| Brief |
Within the material below, transcribe exactly the lines from the one holding "use zeroize::Zeroizing;" through the one holding "the private scalar).", keeping both ends and skipping the rest.

"""

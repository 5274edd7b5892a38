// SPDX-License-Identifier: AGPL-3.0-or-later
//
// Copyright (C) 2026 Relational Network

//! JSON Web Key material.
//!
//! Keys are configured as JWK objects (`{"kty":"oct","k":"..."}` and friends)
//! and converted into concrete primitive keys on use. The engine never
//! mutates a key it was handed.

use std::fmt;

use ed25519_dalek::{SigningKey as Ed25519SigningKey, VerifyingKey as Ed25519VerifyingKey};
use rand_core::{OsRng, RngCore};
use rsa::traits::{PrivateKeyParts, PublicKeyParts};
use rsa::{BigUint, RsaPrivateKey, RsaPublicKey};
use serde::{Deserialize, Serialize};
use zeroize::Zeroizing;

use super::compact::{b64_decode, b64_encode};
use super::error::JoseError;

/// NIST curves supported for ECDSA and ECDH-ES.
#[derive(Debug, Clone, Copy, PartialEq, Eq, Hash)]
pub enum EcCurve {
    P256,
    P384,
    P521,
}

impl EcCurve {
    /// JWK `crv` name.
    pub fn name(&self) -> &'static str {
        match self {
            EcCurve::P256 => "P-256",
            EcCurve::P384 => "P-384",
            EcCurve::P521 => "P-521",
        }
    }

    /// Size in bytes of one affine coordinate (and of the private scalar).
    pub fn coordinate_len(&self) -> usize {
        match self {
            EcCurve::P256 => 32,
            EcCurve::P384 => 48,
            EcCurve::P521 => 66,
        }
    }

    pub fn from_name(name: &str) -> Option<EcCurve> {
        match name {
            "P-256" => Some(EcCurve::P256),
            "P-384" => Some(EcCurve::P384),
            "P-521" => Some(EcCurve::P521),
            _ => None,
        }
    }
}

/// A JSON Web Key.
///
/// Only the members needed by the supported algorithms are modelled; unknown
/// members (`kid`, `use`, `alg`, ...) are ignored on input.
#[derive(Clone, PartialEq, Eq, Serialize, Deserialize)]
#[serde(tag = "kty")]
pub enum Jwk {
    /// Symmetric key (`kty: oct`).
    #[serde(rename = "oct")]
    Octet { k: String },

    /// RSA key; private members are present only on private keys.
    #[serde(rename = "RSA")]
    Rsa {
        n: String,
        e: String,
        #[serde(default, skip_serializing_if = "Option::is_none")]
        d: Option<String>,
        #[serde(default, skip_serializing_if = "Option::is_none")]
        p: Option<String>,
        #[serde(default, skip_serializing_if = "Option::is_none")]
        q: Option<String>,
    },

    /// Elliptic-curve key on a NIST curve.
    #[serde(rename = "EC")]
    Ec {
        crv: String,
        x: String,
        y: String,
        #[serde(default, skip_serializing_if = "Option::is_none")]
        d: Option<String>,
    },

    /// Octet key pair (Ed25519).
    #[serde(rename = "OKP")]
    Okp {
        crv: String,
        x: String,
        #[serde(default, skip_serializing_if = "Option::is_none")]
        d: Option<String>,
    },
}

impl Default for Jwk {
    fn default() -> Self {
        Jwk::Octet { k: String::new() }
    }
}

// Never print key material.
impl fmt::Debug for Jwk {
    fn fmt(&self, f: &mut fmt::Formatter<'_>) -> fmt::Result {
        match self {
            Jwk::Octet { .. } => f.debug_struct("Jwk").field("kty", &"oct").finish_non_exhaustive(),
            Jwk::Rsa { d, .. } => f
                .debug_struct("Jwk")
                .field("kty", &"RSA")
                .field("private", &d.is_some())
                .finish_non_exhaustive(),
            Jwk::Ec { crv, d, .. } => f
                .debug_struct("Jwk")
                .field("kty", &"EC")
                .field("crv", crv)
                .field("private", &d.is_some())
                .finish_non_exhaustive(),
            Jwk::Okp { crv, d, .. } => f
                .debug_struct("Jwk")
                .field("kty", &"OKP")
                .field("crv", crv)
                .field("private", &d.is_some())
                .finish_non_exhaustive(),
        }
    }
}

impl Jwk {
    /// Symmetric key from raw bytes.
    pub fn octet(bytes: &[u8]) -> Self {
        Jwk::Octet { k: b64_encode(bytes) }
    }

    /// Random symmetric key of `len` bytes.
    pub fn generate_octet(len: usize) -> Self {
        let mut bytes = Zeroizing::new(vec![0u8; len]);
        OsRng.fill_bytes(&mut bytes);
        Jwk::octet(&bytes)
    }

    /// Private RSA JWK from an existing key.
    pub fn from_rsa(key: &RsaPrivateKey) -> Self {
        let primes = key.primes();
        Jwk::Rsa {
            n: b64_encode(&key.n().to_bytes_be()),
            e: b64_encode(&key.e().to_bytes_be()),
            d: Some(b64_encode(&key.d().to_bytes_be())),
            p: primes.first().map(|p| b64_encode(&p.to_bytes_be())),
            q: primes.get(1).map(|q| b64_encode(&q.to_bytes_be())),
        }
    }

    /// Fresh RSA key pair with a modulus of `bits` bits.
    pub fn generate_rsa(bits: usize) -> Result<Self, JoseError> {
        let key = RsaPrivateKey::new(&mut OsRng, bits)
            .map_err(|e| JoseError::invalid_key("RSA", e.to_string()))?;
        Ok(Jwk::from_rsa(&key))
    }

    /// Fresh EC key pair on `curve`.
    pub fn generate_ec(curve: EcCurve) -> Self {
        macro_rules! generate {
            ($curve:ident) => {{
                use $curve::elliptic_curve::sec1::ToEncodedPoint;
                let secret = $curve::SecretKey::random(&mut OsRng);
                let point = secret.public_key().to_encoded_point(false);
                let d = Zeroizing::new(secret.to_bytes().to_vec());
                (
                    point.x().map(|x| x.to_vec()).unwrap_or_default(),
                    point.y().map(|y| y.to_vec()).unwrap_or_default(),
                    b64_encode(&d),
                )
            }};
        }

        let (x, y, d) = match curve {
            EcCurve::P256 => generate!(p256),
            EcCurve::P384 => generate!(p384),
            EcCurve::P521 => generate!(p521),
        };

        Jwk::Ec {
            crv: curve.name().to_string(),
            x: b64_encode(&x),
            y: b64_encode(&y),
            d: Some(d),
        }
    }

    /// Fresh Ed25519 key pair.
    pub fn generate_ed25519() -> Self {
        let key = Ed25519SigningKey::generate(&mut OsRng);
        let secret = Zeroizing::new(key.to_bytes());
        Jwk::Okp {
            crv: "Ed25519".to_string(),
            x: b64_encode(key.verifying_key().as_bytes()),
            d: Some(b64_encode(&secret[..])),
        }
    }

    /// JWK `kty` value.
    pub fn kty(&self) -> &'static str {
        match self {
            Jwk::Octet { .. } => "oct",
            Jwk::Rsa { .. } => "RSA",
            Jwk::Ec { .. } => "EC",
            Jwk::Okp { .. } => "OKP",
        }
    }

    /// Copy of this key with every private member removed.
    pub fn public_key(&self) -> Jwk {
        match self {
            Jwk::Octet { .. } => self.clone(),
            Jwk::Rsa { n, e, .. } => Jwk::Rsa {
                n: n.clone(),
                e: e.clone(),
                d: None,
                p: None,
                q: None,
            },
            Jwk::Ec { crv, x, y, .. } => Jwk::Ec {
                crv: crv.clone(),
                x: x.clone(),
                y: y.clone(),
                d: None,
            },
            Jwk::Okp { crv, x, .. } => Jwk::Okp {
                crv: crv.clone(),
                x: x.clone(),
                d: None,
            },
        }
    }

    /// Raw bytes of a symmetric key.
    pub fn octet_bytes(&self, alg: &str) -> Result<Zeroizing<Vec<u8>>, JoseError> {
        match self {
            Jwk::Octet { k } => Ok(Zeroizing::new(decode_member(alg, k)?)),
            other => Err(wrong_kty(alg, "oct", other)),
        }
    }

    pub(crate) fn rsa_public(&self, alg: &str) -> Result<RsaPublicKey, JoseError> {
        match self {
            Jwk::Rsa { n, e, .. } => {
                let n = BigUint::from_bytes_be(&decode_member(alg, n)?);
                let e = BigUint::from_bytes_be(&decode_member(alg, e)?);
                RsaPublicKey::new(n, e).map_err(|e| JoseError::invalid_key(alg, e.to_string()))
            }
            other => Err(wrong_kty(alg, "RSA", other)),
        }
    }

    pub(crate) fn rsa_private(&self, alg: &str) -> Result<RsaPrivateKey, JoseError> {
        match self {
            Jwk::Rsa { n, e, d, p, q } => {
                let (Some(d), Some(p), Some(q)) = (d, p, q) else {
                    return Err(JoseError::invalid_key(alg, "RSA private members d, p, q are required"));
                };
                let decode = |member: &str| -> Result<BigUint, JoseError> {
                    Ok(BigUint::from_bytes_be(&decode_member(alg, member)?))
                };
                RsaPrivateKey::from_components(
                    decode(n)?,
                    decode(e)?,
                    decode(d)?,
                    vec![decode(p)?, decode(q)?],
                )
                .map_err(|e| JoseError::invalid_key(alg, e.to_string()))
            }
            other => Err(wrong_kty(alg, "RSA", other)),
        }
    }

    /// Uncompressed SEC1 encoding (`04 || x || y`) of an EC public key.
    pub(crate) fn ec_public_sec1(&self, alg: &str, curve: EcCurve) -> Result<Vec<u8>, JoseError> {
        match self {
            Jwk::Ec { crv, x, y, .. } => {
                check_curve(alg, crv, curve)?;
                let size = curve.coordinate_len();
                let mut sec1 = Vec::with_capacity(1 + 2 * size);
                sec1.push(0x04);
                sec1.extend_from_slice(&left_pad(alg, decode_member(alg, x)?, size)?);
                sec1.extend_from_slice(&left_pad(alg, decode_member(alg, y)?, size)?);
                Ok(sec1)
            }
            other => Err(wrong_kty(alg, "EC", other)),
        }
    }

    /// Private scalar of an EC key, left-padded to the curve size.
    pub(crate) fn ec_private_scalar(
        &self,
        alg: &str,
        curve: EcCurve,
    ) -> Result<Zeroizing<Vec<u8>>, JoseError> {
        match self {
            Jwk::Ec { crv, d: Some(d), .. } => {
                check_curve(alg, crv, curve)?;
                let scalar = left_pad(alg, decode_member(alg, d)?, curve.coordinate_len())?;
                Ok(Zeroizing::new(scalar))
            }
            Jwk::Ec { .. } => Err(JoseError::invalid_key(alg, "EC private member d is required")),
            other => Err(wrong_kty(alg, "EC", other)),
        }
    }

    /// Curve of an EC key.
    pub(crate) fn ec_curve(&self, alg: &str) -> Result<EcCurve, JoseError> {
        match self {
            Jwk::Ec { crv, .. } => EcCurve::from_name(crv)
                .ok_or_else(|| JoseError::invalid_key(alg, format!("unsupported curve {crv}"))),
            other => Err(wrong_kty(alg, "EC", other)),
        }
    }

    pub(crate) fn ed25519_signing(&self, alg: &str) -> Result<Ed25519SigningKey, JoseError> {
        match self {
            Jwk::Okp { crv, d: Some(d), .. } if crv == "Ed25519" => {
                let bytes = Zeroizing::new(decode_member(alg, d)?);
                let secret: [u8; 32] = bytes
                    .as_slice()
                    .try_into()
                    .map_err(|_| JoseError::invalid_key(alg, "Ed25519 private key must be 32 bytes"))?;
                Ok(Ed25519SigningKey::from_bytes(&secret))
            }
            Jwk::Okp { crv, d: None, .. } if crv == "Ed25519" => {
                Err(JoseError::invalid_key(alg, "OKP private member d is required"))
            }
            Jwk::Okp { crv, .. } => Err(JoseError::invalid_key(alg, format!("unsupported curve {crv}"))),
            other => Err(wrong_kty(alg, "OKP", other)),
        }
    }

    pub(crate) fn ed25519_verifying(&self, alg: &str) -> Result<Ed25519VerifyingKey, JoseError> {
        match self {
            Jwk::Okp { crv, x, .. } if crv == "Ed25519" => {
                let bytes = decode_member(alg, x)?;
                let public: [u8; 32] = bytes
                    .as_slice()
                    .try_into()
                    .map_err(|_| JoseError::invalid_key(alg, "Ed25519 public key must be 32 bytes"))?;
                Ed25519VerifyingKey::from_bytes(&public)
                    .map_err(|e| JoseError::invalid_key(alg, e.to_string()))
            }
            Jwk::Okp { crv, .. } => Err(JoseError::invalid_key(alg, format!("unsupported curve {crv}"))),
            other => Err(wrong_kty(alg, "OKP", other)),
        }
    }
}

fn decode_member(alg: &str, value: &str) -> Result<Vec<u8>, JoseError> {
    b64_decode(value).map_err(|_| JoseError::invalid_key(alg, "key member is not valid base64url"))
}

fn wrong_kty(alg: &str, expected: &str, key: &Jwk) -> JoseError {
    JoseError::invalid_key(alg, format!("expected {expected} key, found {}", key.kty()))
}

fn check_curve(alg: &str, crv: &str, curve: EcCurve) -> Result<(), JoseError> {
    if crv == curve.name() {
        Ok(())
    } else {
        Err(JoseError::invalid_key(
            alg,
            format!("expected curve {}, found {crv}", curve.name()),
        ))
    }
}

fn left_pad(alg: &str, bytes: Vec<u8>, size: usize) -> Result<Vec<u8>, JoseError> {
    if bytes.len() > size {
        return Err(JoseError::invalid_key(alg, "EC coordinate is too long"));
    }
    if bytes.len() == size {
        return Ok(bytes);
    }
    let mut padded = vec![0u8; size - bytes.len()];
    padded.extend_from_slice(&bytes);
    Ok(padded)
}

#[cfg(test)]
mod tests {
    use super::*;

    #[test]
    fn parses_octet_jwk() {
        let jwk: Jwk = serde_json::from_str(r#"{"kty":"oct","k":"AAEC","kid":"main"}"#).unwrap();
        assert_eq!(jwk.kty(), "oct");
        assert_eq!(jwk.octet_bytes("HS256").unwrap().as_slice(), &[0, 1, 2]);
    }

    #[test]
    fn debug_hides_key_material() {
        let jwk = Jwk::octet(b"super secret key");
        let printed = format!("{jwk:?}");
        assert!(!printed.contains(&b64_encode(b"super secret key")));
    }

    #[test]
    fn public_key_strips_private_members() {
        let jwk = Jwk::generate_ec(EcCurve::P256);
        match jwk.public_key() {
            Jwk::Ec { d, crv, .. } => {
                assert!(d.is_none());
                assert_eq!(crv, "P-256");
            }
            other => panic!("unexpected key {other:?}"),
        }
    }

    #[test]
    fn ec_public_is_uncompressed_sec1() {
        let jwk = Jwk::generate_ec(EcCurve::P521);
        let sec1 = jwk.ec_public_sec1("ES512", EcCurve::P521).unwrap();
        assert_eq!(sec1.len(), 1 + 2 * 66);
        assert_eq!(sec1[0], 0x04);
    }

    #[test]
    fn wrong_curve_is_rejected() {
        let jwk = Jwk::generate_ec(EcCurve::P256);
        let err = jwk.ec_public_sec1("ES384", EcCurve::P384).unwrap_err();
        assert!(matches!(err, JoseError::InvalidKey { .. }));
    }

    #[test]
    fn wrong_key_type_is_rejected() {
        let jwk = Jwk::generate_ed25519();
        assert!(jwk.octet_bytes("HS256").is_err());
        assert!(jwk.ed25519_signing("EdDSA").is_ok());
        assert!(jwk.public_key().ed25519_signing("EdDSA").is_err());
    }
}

"""
"""

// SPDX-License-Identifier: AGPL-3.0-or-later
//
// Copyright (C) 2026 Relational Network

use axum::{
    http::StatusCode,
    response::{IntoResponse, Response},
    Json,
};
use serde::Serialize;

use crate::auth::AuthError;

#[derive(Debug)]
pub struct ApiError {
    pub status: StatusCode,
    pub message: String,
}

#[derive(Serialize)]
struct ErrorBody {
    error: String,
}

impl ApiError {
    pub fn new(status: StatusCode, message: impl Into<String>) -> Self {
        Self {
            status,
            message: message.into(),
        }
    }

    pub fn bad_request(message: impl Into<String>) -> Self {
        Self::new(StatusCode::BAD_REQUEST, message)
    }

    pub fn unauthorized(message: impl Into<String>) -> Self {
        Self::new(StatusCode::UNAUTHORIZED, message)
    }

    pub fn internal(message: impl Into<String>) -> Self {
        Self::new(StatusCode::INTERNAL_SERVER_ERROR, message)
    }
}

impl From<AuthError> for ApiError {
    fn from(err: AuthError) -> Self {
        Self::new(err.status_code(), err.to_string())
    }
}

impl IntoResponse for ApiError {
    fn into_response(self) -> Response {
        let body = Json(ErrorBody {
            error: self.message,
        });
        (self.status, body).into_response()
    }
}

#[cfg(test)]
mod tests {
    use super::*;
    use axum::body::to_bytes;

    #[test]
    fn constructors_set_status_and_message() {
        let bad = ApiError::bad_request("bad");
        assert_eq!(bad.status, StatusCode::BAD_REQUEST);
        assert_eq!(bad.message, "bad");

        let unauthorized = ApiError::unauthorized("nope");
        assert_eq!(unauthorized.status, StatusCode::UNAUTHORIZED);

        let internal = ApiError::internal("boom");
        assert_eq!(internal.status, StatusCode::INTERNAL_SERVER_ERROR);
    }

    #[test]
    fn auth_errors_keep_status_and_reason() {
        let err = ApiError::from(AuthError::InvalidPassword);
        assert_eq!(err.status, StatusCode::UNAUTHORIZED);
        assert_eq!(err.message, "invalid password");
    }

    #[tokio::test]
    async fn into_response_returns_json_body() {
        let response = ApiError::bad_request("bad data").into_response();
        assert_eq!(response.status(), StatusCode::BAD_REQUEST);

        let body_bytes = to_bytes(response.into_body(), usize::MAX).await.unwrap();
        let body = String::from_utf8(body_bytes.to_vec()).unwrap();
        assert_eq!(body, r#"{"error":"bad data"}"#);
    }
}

"""
"""

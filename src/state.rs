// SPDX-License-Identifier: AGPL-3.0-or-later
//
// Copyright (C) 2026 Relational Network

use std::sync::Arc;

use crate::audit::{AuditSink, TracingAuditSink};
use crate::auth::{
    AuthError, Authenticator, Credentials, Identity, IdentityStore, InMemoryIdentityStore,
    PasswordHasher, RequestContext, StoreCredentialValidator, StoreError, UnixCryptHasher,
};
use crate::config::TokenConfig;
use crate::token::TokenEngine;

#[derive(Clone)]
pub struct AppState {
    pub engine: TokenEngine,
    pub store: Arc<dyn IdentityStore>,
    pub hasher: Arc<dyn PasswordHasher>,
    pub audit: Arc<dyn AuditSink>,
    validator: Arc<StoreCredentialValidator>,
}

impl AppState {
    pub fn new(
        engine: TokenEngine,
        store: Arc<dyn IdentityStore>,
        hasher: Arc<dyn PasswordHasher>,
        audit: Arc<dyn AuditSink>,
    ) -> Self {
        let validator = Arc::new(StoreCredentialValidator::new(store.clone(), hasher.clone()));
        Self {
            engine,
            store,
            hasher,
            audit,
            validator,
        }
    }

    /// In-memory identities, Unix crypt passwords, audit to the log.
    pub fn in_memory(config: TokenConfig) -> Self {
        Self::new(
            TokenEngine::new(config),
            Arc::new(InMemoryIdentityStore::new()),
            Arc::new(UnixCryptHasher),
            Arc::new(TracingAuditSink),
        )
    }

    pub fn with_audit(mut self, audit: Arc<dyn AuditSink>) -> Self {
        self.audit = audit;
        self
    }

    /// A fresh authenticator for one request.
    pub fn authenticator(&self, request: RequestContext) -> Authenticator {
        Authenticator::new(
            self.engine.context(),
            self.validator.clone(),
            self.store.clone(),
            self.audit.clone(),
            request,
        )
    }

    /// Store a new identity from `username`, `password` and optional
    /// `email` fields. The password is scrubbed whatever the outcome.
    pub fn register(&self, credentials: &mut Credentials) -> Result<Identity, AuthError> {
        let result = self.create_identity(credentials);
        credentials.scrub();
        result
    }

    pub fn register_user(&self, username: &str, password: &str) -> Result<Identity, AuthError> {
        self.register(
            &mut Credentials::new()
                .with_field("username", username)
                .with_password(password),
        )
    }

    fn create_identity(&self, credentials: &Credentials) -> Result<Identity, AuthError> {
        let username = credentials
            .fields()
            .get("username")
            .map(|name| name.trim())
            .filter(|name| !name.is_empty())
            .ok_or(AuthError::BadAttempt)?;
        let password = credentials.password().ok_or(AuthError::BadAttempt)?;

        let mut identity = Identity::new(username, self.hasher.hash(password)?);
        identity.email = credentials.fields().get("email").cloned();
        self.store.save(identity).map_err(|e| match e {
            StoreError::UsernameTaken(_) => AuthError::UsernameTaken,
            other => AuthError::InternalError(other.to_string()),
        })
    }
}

"""

| Answer box |
use zeroize::Zeroizing;

use super::compact::{b64_decode, b64_encode};
use super::error::JoseError;

/// NIST curves supported for ECDSA and ECDH-ES.
#[derive(Debug, Clone, Copy, PartialEq, Eq, Hash)]
pub enum EcCurve {
    P256,
    P384,
    P521,
}

impl EcCurve {
    /// JWK `crv` name.
    pub fn name(&self) -> &'static str {
        match self {
            EcCurve::P256 => "P-256",
            EcCurve::P384 => "P-384",
            EcCurve::P521 => "P-521",
        }
    }

    /// Size in bytes of one affine coordinate (and of the private scalar).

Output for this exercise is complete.